Thiocyanate (SCN-) contamination threatens aquatic ecosystems and pollutes vital fresh water supplies. SCN- degrading microbial consortia are commercially deployed for remediation, but the impact of organic amendments on selection within SCN- degrading microbial communities has not been investigated. Here, we tested whether specific strains capable of degrading SCN- could be reproducibly selected for based on SCN- loading and the presence or absence of added organic carbon. Complex microbial communities derived from those used to treat SCN- contaminated water were exposed to systematically increased input SCN concentrations in molasses-amended and -unamended reactors and in reactors switched to unamended conditions after establishing the active SCN- degrading consortium. Five experiments were conducted over 790 days and genome-resolved metagenomics was used to resolve community composition at the strain level. A single Thiobacillus strain proliferated in all reactors at high loadings. Despite the presence of many Rhizobiales strains, a single Afipia variant dominated the molasses-free reactor at moderately high loadings. This strain is predicted to breakdown SCN- using a novel thiocyanate dehydrogenase, oxidize resulting reduced sulfur, degrade product cyanate (OCN−) to ammonia and CO2 via cyanase, and fix CO2 via the Calvin-Benson-Bassham cycle.
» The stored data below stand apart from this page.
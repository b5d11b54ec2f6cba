use clap::{Parser, Subcommand, ValueEnum};
use std::path::PathBuf;

#[derive(Parser)]
#[command(name = "nfr", about = "Manage NFR requirement catalogs and work-item verification")]
pub struct Cli {
    /// Path to the store file (defaults to ~/.nfr-catalog.json, or $NFR_DB)
    #[arg(long, global = true)]
    pub db: Option<PathBuf>,

    #[command(subcommand)]
    pub command: Command,
}

#[derive(Subcommand)]
pub enum Command {
    /// Catalog operations
    #[command(subcommand)]
    Catalog(CatalogCommand),
    /// Requirement operations
    #[command(subcommand)]
    Req(ReqCommand),
    /// Work-item link operations
    #[command(subcommand)]
    Link(LinkCommand),
    /// CSV import
    #[command(subcommand)]
    Import(ImportCommand),
    /// Search requirements across all catalogs
    Search {
        query: String,
        /// Restrict the search to one field
        #[arg(long, value_enum)]
        field: Option<FieldArg>,
    },
    /// Store maintenance
    #[command(subcommand)]
    Db(DbCommand),
}

#[derive(Subcommand)]
pub enum CatalogCommand {
    /// Create an empty catalog
    Create {
        #[arg(long)]
        title: String,
        #[arg(long, default_value = "")]
        description: String,
        /// Prefix from which requirement ids are derived
        #[arg(long)]
        prefix: String,
        #[arg(long, default_value = "cli")]
        user: String,
    },
    /// List all catalogs
    List,
    /// Show one catalog with its compliance roll-up
    Show { id: String },
    /// Delete a catalog and clean up its work-item links
    Delete {
        id: String,
        /// Skip the confirmation prompt
        #[arg(long)]
        yes: bool,
    },
}

#[derive(Subcommand)]
pub enum ReqCommand {
    /// Add a requirement to a catalog
    Add {
        catalog_id: String,
        #[arg(long)]
        heading: String,
        #[arg(long, default_value = "")]
        text: String,
        #[arg(long, default_value_t = 0)]
        important: u8,
        #[arg(long, default_value = "")]
        section: String,
        /// Comma-separated requirement ids this one depends on
        #[arg(long)]
        deps: Option<String>,
    },
    /// Update fields of a requirement (link state is never touched)
    Update {
        catalog_id: String,
        req_id: String,
        #[arg(long)]
        heading: Option<String>,
        #[arg(long)]
        text: Option<String>,
        #[arg(long)]
        important: Option<u8>,
        #[arg(long)]
        section: Option<String>,
    },
    /// Delete a requirement and clean up its work-item links
    Delete { catalog_id: String, req_id: String },
}

#[derive(Subcommand)]
pub enum LinkCommand {
    /// Link a requirement to a work item (starts pending validation)
    Add {
        issue_key: String,
        req_id: String,
        catalog_id: String,
    },
    /// Remove a link from both sides
    Remove {
        issue_key: String,
        req_id: String,
        catalog_id: String,
    },
    /// Set the verification status of a link
    SetStatus {
        issue_key: String,
        req_id: String,
        catalog_id: String,
        #[arg(value_enum)]
        status: StatusArg,
        /// Required for unfulfilled and accept-risk
        #[arg(long)]
        explanation: Option<String>,
    },
    /// List requirements linked to a work item
    List { issue_key: String },
}

#[derive(Subcommand)]
pub enum ImportCommand {
    /// Import a hierarchical CSV into a brand-new catalog
    New {
        /// CSV file path
        file: PathBuf,
        #[arg(long)]
        name: String,
        #[arg(long, default_value = "")]
        description: String,
        #[arg(long)]
        prefix: String,
        #[arg(long, default_value = "cli")]
        user: String,
    },
    /// Append a hierarchical CSV to an existing catalog
    Append {
        catalog_id: String,
        /// CSV file path
        file: PathBuf,
        #[arg(long, default_value = "cli")]
        user: String,
    },
}

#[derive(Subcommand)]
pub enum DbCommand {
    /// Delete every document in the store
    Clear {
        /// Skip the confirmation prompt
        #[arg(long)]
        yes: bool,
    },
}

#[derive(Clone, Copy, ValueEnum)]
pub enum StatusArg {
    PendingValidation,
    Validated,
    Unfulfilled,
    AcceptRisk,
}

impl From<StatusArg> for nfr_core::LinkStatus {
    fn from(arg: StatusArg) -> Self {
        match arg {
            StatusArg::PendingValidation => nfr_core::LinkStatus::PendingValidation,
            StatusArg::Validated => nfr_core::LinkStatus::Validated,
            StatusArg::Unfulfilled => nfr_core::LinkStatus::Unfulfilled,
            StatusArg::AcceptRisk => nfr_core::LinkStatus::AcceptRisk,
        }
    }
}

#[derive(Clone, Copy, ValueEnum)]
pub enum FieldArg {
    Heading,
    Text,
    CatalogTitle,
}

impl From<FieldArg> for nfr_core::SearchField {
    fn from(arg: FieldArg) -> Self {
        match arg {
            FieldArg::Heading => nfr_core::SearchField::Heading,
            FieldArg::Text => nfr_core::SearchField::Text,
            FieldArg::CatalogTitle => nfr_core::SearchField::CatalogTitle,
        }
    }
}
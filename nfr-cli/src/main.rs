mod cli;

use anyhow::{Context, Result};
use clap::Parser;
use colored::Colorize;
use std::fs;
use std::io::{self, Write};
use std::path::PathBuf;

use nfr_core::{
    derive_status, filter_visible, rollup, DerivedStatus, Engine, FileStore, ImportReport,
    LinkOutcome, RequirementDraft, RequirementPatch, SearchEntry, SearchIndex,
};

use crate::cli::{
    CatalogCommand, Cli, Command, DbCommand, ImportCommand, LinkCommand, ReqCommand,
};

fn main() -> Result<()> {
    tracing_subscriber::fmt()
        .with_env_filter(tracing_subscriber::EnvFilter::from_default_env())
        .with_writer(io::stderr)
        .init();

    let cli = Cli::parse();
    let store = FileStore::new(store_path(cli.db)?);
    let engine = Engine::new(&store);

    match cli.command {
        Command::Catalog(cmd) => handle_catalog(&engine, cmd)?,
        Command::Req(cmd) => handle_req(&engine, cmd)?,
        Command::Link(cmd) => handle_link(&engine, cmd)?,
        Command::Import(cmd) => handle_import(&engine, cmd)?,
        Command::Search { query, field } => handle_search(&engine, &query, field)?,
        Command::Db(DbCommand::Clear { yes }) => {
            if !yes && !confirm("Delete ALL data in the store?")? {
                return Ok(());
            }
            let deleted = engine.delete_all_data()?;
            println!("Deleted {} documents", deleted);
        }
    }

    Ok(())
}

/// Resolves the store file: explicit flag, then $NFR_DB, then a file
/// in the home directory.
fn store_path(explicit: Option<PathBuf>) -> Result<PathBuf> {
    if let Some(path) = explicit {
        return Ok(path);
    }
    if let Ok(path) = std::env::var("NFR_DB") {
        return Ok(PathBuf::from(path));
    }
    let home = dirs::home_dir().context("Failed to determine home directory")?;
    Ok(home.join(".nfr-catalog.json"))
}

fn confirm(prompt: &str) -> Result<bool> {
    print!("{} [y/N] ", prompt);
    io::stdout().flush()?;
    let mut answer = String::new();
    io::stdin().read_line(&mut answer)?;
    Ok(answer.trim().eq_ignore_ascii_case("y"))
}

fn handle_catalog(engine: &Engine, cmd: CatalogCommand) -> Result<()> {
    match cmd {
        CatalogCommand::Create {
            title,
            description,
            prefix,
            user,
        } => {
            let id = engine.create_catalog(&user, &title, &description, &prefix)?;
            println!("Created catalog {}", id.green());
        }
        CatalogCommand::List => {
            let summaries = engine.list_catalogs()?;
            if summaries.is_empty() {
                println!("No catalogs");
                return Ok(());
            }
            for summary in summaries {
                let visible = filter_visible(&summary.requirements).len();
                println!(
                    "{}  {} [{}] - {} requirements",
                    summary.id.bold(),
                    summary.title,
                    summary.prefix,
                    visible
                );
            }
        }
        CatalogCommand::Show { id } => {
            let catalog = engine.get_catalog(&id)?;
            println!("{} ({})", catalog.title.bold(), catalog.id);
            if !catalog.description.is_empty() {
                println!("{}", catalog.description);
            }
            println!(
                "prefix: {}  created: {}  updated: {}",
                catalog.prefix, catalog.date_creation, catalog.date_update
            );

            let rollup = rollup(&catalog.requirements);
            println!(
                "\nCompliance: {:.0}% ({} requirements)",
                rollup.progress(),
                rollup.total()
            );
            println!("  validated:           {}", rollup.validated.len());
            println!("  validated with risk: {}", rollup.validated_with_risk.len());
            println!("  pending validation:  {}", rollup.pending_validation.len());
            println!("  unfulfilled:         {}", rollup.unfulfilled.len());
            println!("  without work item:   {}", rollup.without_work_item.len());

            for req in filter_visible(&catalog.requirements) {
                let status = derive_status(&req.issues_linked);
                println!(
                    "  {}  {}  {}",
                    req.id.bold(),
                    req.heading,
                    paint_status(status)
                );
            }

            let issues = engine.get_linked_issues(&id)?;
            if !issues.is_empty() {
                println!("\nLinked work items:");
                for summary in issues {
                    let entries: Vec<String> = summary
                        .entries
                        .iter()
                        .map(|e| format!("{} ({})", e.req_id, e.status))
                        .collect();
                    println!("  {}  {}", summary.issue_key.bold(), entries.join(", "));
                }
            }
        }
        CatalogCommand::Delete { id, yes } => {
            if !yes && !confirm(&format!("Delete catalog {} and its links?", id))? {
                return Ok(());
            }
            engine.delete_catalog(&id)?;
            println!("Deleted {}", id);
        }
    }
    Ok(())
}

fn handle_req(engine: &Engine, cmd: ReqCommand) -> Result<()> {
    match cmd {
        ReqCommand::Add {
            catalog_id,
            heading,
            text,
            important,
            section,
            deps,
        } => {
            let dependencies = deps
                .map(|d| d.split(',').map(|s| s.trim().to_string()).collect())
                .unwrap_or_default();
            let req = engine.add_requirement(
                &catalog_id,
                RequirementDraft {
                    heading,
                    text,
                    important,
                    section,
                    dependencies,
                },
            )?;
            println!("Added requirement {}", req.id.green());
        }
        ReqCommand::Update {
            catalog_id,
            req_id,
            heading,
            text,
            important,
            section,
        } => {
            engine.update_requirement(
                &catalog_id,
                &req_id,
                RequirementPatch {
                    heading,
                    text,
                    important,
                    section,
                    ..Default::default()
                },
            )?;
            println!("Updated {}", req_id);
        }
        ReqCommand::Delete { catalog_id, req_id } => {
            engine.delete_requirement(&catalog_id, &req_id)?;
            println!("Deleted {}", req_id);
        }
    }
    Ok(())
}

fn handle_link(engine: &Engine, cmd: LinkCommand) -> Result<()> {
    match cmd {
        LinkCommand::Add {
            issue_key,
            req_id,
            catalog_id,
        } => match engine.link_requirement_to_issue(&issue_key, &req_id, &catalog_id)? {
            LinkOutcome::Linked => println!("Linked {} to {}", req_id, issue_key),
            LinkOutcome::AlreadyLinked => {
                println!("{}", "Already linked, nothing to do".yellow())
            }
        },
        LinkCommand::Remove {
            issue_key,
            req_id,
            catalog_id,
        } => {
            engine.unlink_requirement(&issue_key, &req_id, &catalog_id)?;
            println!("Unlinked {} from {}", req_id, issue_key);
        }
        LinkCommand::SetStatus {
            issue_key,
            req_id,
            catalog_id,
            status,
            explanation,
        } => {
            engine.set_status_requirement(
                &issue_key,
                &req_id,
                &catalog_id,
                status.into(),
                explanation,
            )?;
            println!("Status updated for {} on {}", req_id, issue_key);
        }
        LinkCommand::List { issue_key } => {
            let linked = engine.get_linked_requirements(&issue_key)?;
            if linked.is_empty() {
                println!("No requirements linked to {}", issue_key);
                return Ok(());
            }
            for item in linked {
                println!(
                    "{}  {}  [{}]  {}",
                    item.req_id.bold(),
                    item.requirement.heading,
                    item.catalog_title,
                    paint_link_status(item.status)
                );
            }
        }
    }
    Ok(())
}

fn handle_import(engine: &Engine, cmd: ImportCommand) -> Result<()> {
    let report = match cmd {
        ImportCommand::New {
            file,
            name,
            description,
            prefix,
            user,
        } => {
            let csv_text = fs::read_to_string(&file)
                .with_context(|| format!("Failed to read {:?}", file))?;
            engine.import_hierarchical_csv(&name, &description, &prefix, &csv_text, &user)?
        }
        ImportCommand::Append {
            catalog_id,
            file,
            user,
        } => {
            let csv_text = fs::read_to_string(&file)
                .with_context(|| format!("Failed to read {:?}", file))?;
            engine.import_csv(&catalog_id, &csv_text, &user)?
        }
    };
    print_report(&report);
    Ok(())
}

fn print_report(report: &ImportReport) {
    println!(
        "Imported {} of {} rows",
        report.success.to_string().green(),
        report.total
    );
    if let Some(catalog_id) = &report.catalog_id {
        println!("New catalog: {}", catalog_id);
    }
    for error in &report.errors {
        println!("  {} row {}: {}", "error".red(), error.row, error.message);
    }
}

fn handle_search(engine: &Engine, query: &str, field: Option<cli::FieldArg>) -> Result<()> {
    // The index is rebuilt per invocation over whatever the store holds.
    let mut entries = Vec::new();
    for summary in engine.list_catalogs()? {
        for req in &summary.requirements {
            entries.push(SearchEntry {
                catalog_id: summary.id.clone(),
                catalog_title: summary.title.clone(),
                requirement: req.clone(),
            });
        }
    }
    let index = SearchIndex::build(entries);

    let mut results = index.query(query, field.map(Into::into));
    results.sort_by(|a, b| a.requirement.id.cmp(&b.requirement.id));
    if results.is_empty() {
        println!("No results for \"{}\"", query);
        return Ok(());
    }
    for entry in results {
        let status = derive_status(&entry.requirement.issues_linked);
        println!(
            "{}  {}  [{}]  {}",
            entry.requirement.id.bold(),
            entry.requirement.heading,
            entry.catalog_title,
            paint_status(status)
        );
    }
    Ok(())
}

fn paint_status(status: DerivedStatus) -> colored::ColoredString {
    let text = status.to_string();
    match status {
        DerivedStatus::Validated => text.green(),
        DerivedStatus::ValidatedWithRisk => text.cyan(),
        DerivedStatus::PendingValidation => text.yellow(),
        DerivedStatus::Unfulfilled => text.red(),
        DerivedStatus::NoStatus | DerivedStatus::Unknown => text.dimmed(),
    }
}

fn paint_link_status(status: nfr_core::LinkStatus) -> colored::ColoredString {
    let text = status.to_string();
    match status {
        nfr_core::LinkStatus::Validated => text.green(),
        nfr_core::LinkStatus::PendingValidation => text.yellow(),
        nfr_core::LinkStatus::Unfulfilled => text.red(),
        nfr_core::LinkStatus::AcceptRisk => text.cyan(),
    }
}
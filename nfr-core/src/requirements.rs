//! Mutation operations on the requirement list embedded in a catalog.

use tracing::debug;

use crate::catalogs::{load_catalog, save_catalog};
use crate::error::{EngineError, EngineResult};
use crate::links::strip_issue_entries;
use crate::models::{Requirement, RequirementDraft, RequirementPatch};
use crate::store::KeyValueStore;

/// Excludes container requirements from a list.
///
/// Pure and non-mutating: every consumer that counts, renders or
/// searches goes through this instead of filtering stored entities in
/// place.
pub fn filter_visible(requirements: &[Requirement]) -> Vec<&Requirement> {
    requirements.iter().filter(|r| !r.is_container).collect()
}

/// Add, update and delete operations on a catalog's requirements.
pub struct RequirementLifecycle<'s> {
    store: &'s dyn KeyValueStore,
}

impl<'s> RequirementLifecycle<'s> {
    pub fn new(store: &'s dyn KeyValueStore) -> Self {
        Self { store }
    }

    /// Appends a non-container requirement with an id allocated from
    /// the catalog's persisted counter, and returns it.
    pub fn add(&self, catalog_id: &str, draft: RequirementDraft) -> EngineResult<Requirement> {
        let mut catalog = load_catalog(self.store, catalog_id)?;
        let id = catalog.allocate_requirement_id();
        let requirement = Requirement {
            id,
            heading: draft.heading,
            text: draft.text,
            important: draft.important.min(100),
            section: draft.section,
            level: 2,
            parent_id: None,
            children_ids: Vec::new(),
            dependencies: draft.dependencies,
            is_container: false,
            issues_linked: Vec::new(),
            correlation: None,
            catalog_title: catalog.title.clone(),
        };
        catalog.requirements.push(requirement.clone());
        save_catalog(self.store, &mut catalog)?;
        debug!(catalog_id, req_id = %requirement.id, "added requirement");
        Ok(requirement)
    }

    /// Merges a patch onto the matching requirement. Link state is
    /// never touched here; it changes only through the issue-link
    /// registry. An unknown requirement id surfaces `NotFound`.
    pub fn update(
        &self,
        catalog_id: &str,
        req_id: &str,
        patch: RequirementPatch,
    ) -> EngineResult<()> {
        let mut catalog = load_catalog(self.store, catalog_id)?;
        let requirement = catalog
            .requirement_mut(req_id)
            .ok_or_else(|| EngineError::RequirementNotFound(req_id.to_string()))?;

        if let Some(heading) = patch.heading {
            requirement.heading = heading;
        }
        if let Some(text) = patch.text {
            requirement.text = text;
        }
        if let Some(important) = patch.important {
            requirement.important = important.min(100);
        }
        if let Some(section) = patch.section {
            requirement.section = section;
        }
        if let Some(dependencies) = patch.dependencies {
            requirement.dependencies = dependencies;
        }
        if let Some(correlation) = patch.correlation {
            requirement.correlation = Some(correlation);
        }

        save_catalog(self.store, &mut catalog)?;
        Ok(())
    }

    /// Removes the requirement from the catalog, then strips matching
    /// entries from every work-item document, deleting documents left
    /// empty. Symmetric with catalog delete.
    pub fn remove(&self, catalog_id: &str, req_id: &str) -> EngineResult<()> {
        let mut catalog = load_catalog(self.store, catalog_id)?;
        let before = catalog.requirements.len();
        catalog.requirements.retain(|r| r.id != req_id);
        if catalog.requirements.len() == before {
            return Err(EngineError::RequirementNotFound(req_id.to_string()));
        }
        save_catalog(self.store, &mut catalog)?;

        let stripped = strip_issue_entries(self.store, |entry| {
            entry.req_id == req_id && entry.catalog_id == catalog_id
        })?;
        debug!(catalog_id, req_id, stripped, "removed requirement and cascaded link cleanup");
        Ok(())
    }
}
Removal of molasses from input feed solutions reproducibly led to dominance of this strain. Neither this Afipia strain nor the thiobacilli have the capacity to produce cobalamin, a function detected in low abundance community members. Although sustained by autotrophy, reactors without molasses did not stably degrade SCN- at high loading rates, perhaps due to loss of biofilm-associated niche diversity. Overall, convergence in environmental conditions led to convergence in the strain composition, although reactor history also impacted the trajectory of community compositional change.

Competing Interest Statement

The authors have declared no competing interest.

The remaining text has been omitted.